(DATA)
//! 平台卷枚举
//!
//! macOS 走 /Volumes 目录 + diskutil，Linux 走 lsblk 的 JSON 输出。
//! 解析部分是纯函数，便于用固定样本测试。

use std::path::{Path, PathBuf};

use anyhow::{Context, Result};
use async_trait::async_trait;
use regex::Regex;
use tracing::debug;

use super::{format_size, Drive, DriveDirectory};

/// 系统驱动器目录
#[derive(Debug, Clone, Default)]
pub struct SystemDriveDirectory;

impl SystemDriveDirectory {
    pub fn new() -> Self {
        Self
    }
}

#[async_trait]
impl DriveDirectory for SystemDriveDirectory {
    async fn list_drives(&self) -> Result<Vec<Drive>> {
        if cfg!(target_os = "macos") {
            list_drives_macos().await
        } else {
            list_drives_linux().await
        }
    }

    async fn storage_usage(&self, mount_path: &Path) -> Result<Option<String>> {
        let output = tokio::process::Command::new("df")
            .arg("-k")
            .arg(mount_path)
            .output()
            .await
            .context("df 启动失败")?;
        if !output.status.success() {
            return Ok(None);
        }
        Ok(parse_df_output(&String::from_utf8_lossy(&output.stdout)))
    }
}

/// macOS: 枚举 /Volumes 下的挂载点，用 diskutil 补充卷元数据
async fn list_drives_macos() -> Result<Vec<Drive>> {
    let mut drives = Vec::new();
    let entries = match std::fs::read_dir("/Volumes") {
        Ok(e) => e,
        Err(_) => return Ok(drives),
    };

    for entry in entries.flatten() {
        let path = entry.path();
        // 启动卷在 /Volumes 下是指回 / 的符号链接，跳过
        let Ok(meta) = std::fs::symlink_metadata(&path) else {
            continue;
        };
        if meta.file_type().is_symlink() || !meta.is_dir() {
            continue;
        }
        if path.canonicalize().map(|p| p == Path::new("/")).unwrap_or(false) {
            continue;
        }

        let display_name = entry.file_name().to_string_lossy().to_string();
        let info = match diskutil_info(&path).await {
            Ok(text) => parse_diskutil_info(&text),
            Err(e) => {
                debug!("diskutil 查询失败 ({}): {}", path.display(), e);
                DiskutilInfo::default()
            }
        };

        drives.push(Drive {
            id: info.volume_uuid.unwrap_or_else(|| display_name.clone()),
            mount_path: Some(path),
            display_name,
            is_external: info.is_external,
            is_removable: info.is_removable,
        });
    }
    Ok(drives)
}

async fn diskutil_info(path: &Path) -> Result<String> {
    let output = tokio::process::Command::new("diskutil")
        .arg("info")
        .arg(path)
        .output()
        .await
        .context("diskutil 启动失败")?;
    anyhow::ensure!(output.status.success(), "diskutil 返回非零退出码");
    Ok(String::from_utf8_lossy(&output.stdout).to_string())
}

/// diskutil info 的关键字段
#[derive(Debug, Default)]
pub struct DiskutilInfo {
    pub volume_uuid: Option<String>,
    pub is_external: bool,
    pub is_removable: bool,
}

/// 解析 diskutil info 的文本输出
pub fn parse_diskutil_info(text: &str) -> DiskutilInfo {
    let field = |name: &str| -> Option<String> {
        let re = Regex::new(&format!(r"(?m)^\s*{}:\s+(.+?)\s*$", regex::escape(name))).ok()?;
        re.captures(text).map(|c| c[1].to_string())
    };

    DiskutilInfo {
        volume_uuid: field("Volume UUID"),
        is_external: field("Device Location")
            .map(|v| v.eq_ignore_ascii_case("external"))
            .unwrap_or(false),
        is_removable: field("Removable Media")
            .map(|v| v.eq_ignore_ascii_case("removable"))
            .unwrap_or(false),
    }
}

/// Linux: lsblk 的 JSON 输出里收集已挂载的可移动分区
async fn list_drives_linux() -> Result<Vec<Drive>> {
    let output = tokio::process::Command::new("lsblk")
        .args(["-J", "-o", "NAME,MOUNTPOINT,UUID,RM,HOTPLUG,LABEL,TYPE"])
        .output()
        .await
        .context("lsblk 启动失败")?;
    anyhow::ensure!(output.status.success(), "lsblk 返回非零退出码");
    parse_lsblk(&String::from_utf8_lossy(&output.stdout))
}

/// 解析 lsblk -J 输出
///
/// 字段在不同版本间有布尔/字符串两种形态，mountpoint 也有单数/复数
/// 两种键名，这里统一兼容。
pub fn parse_lsblk(json: &str) -> Result<Vec<Drive>> {
    let value: serde_json::Value = serde_json::from_str(json).context("lsblk 输出不是合法 JSON")?;
    let mut drives = Vec::new();
    if let Some(devices) = value.get("blockdevices").and_then(|v| v.as_array()) {
        for device in devices {
            collect_lsblk_device(device, false, &mut drives);
        }
    }
    Ok(drives)
}

fn collect_lsblk_device(device: &serde_json::Value, parent_removable: bool, out: &mut Vec<Drive>) {
    let removable =
        parent_removable || json_flag(device.get("rm")) || json_flag(device.get("hotplug"));

    if let Some(mount) = lsblk_mountpoint(device) {
        // 启动卷与交换分区不算可管理对象
        if mount != Path::new("/") && mount != Path::new("[SWAP]") && removable {
            let name = device
                .get("label")
                .and_then(|v| v.as_str())
                .or_else(|| device.get("name").and_then(|v| v.as_str()))
                .unwrap_or("unknown")
                .to_string();
            let uuid = device.get("uuid").and_then(|v| v.as_str());
            out.push(Drive {
                id: uuid.map(|u| u.to_string()).unwrap_or_else(|| name.clone()),
                mount_path: Some(mount),
                display_name: name,
                is_external: removable,
                is_removable: removable,
            });
        }
    }

    if let Some(children) = device.get("children").and_then(|v| v.as_array()) {
        for child in children {
            collect_lsblk_device(child, removable, out);
        }
    }
}

fn lsblk_mountpoint(device: &serde_json::Value) -> Option<PathBuf> {
    if let Some(mp) = device.get("mountpoint").and_then(|v| v.as_str()) {
        return Some(PathBuf::from(mp));
    }
    device
        .get("mountpoints")
        .and_then(|v| v.as_array())
        .and_then(|arr| arr.iter().find_map(|v| v.as_str()))
        .map(PathBuf::from)
}

/// lsblk 的标志位：新版是 true/false，旧版是 "1"/"0"
fn json_flag(value: Option<&serde_json::Value>) -> bool {
    match value {
        Some(serde_json::Value::Bool(b)) => *b,
        Some(serde_json::Value::String(s)) => s == "1" || s == "true",
        Some(serde_json::Value::Number(n)) => n.as_i64() == Some(1),
        _ => false,
    }
}

/// 解析 df -k 输出为占用描述
pub fn parse_df_output(text: &str) -> Option<String> {
    let line = text.lines().nth(1)?;
    let cols: Vec<&str> = line.split_whitespace().collect();
    if cols.len() < 4 {
        return None;
    }
    let total_k: u64 = cols[1].parse().ok()?;
    let used_k: u64 = cols[2].parse().ok()?;
    Some(format!(
        "已用 {} / 共 {}",
        format_size(used_k * 1024),
        format_size(total_k * 1024)
    ))
}

#[cfg(test)]
mod tests {
    use super::*;

    #[test]
    fn test_parse_diskutil_info() {
        let sample = r#"
   Device Identifier:         disk2s1
   Device Node:               /dev/disk2s1
   Volume Name:               Sidecar
   Mounted:                   Yes
   Mount Point:               /Volumes/Sidecar
   Volume UUID:               0A1B2C3D-4E5F-6789-ABCD-EF0123456789
   Device Location:           External
   Removable Media:           Removable
"#;
        let info = parse_diskutil_info(sample);
        assert_eq!(
            info.volume_uuid.as_deref(),
            Some("0A1B2C3D-4E5F-6789-ABCD-EF0123456789")
        );
        assert!(info.is_external);
        assert!(info.is_removable);
    }

    #[test]
    fn test_parse_diskutil_info_internal_disk() {
        let sample = "   Device Location:           Internal\n   Removable Media:           Fixed\n";
        let info = parse_diskutil_info(sample);
        assert!(info.volume_uuid.is_none());
        assert!(!info.is_external);
        assert!(!info.is_removable);
    }

    #[test]
    fn test_parse_lsblk_filters_boot_volume() {
        let sample = r#"{
            "blockdevices": [
                {"name": "sda", "rm": false, "hotplug": false, "mountpoint": null, "type": "disk",
                 "children": [
                    {"name": "sda1", "rm": false, "hotplug": false, "uuid": "root-uuid",
                     "label": null, "mountpoint": "/", "type": "part"}
                 ]},
                {"name": "sdb", "rm": true, "hotplug": true, "mountpoint": null, "type": "disk",
                 "children": [
                    {"name": "sdb1", "rm": true, "hotplug": true, "uuid": "ext-uuid",
                     "label": "Sidecar", "mountpoint": "/run/media/u/Sidecar", "type": "part"}
                 ]}
            ]
        }"#;
        let drives = parse_lsblk(sample).unwrap();
        assert_eq!(drives.len(), 1);
        assert_eq!(drives[0].id, "ext-uuid");
        assert_eq!(drives[0].display_name, "Sidecar");
        assert_eq!(
            drives[0].mount_path.as_deref(),
            Some(Path::new("/run/media/u/Sidecar"))
        );
        assert!(drives[0].is_removable);
    }

    #[test]
    fn test_parse_lsblk_accepts_string_flags_and_mountpoints_array() {
        let sample = r#"{
            "blockdevices": [
                {"name": "sdc", "rm": "1", "hotplug": "0", "mountpoint": null, "type": "disk",
                 "children": [
                    {"name": "sdc1", "rm": "1", "hotplug": "0", "uuid": "u1", "label": "Old",
                     "mountpoints": ["/media/Old"], "type": "part"}
                 ]}
            ]
        }"#;
        let drives = parse_lsblk(sample).unwrap();
        assert_eq!(drives.len(), 1);
        assert_eq!(drives[0].mount_path.as_deref(), Some(Path::new("/media/Old")));
    }

    #[test]
    fn test_parse_df_output() {
        let sample = "Filesystem     1K-blocks      Used Available Use% Mounted on\n\
                      /dev/sdb1      498000000 120000000 377000000  25% /run/media/u/Sidecar\n";
        let usage = parse_df_output(sample).unwrap();
        assert!(usage.contains("已用"));
        assert!(usage.contains("共"));
    }
}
(End DATA)
_WHAT YOU NEED TO DO_:
Some lines contain the word "match". Pull each one out of the listing.

_EXERCISE ANSWER_:
    let entries = match std::fs::read_dir("/Volumes") {
        let info = match diskutil_info(&path).await {
    match value {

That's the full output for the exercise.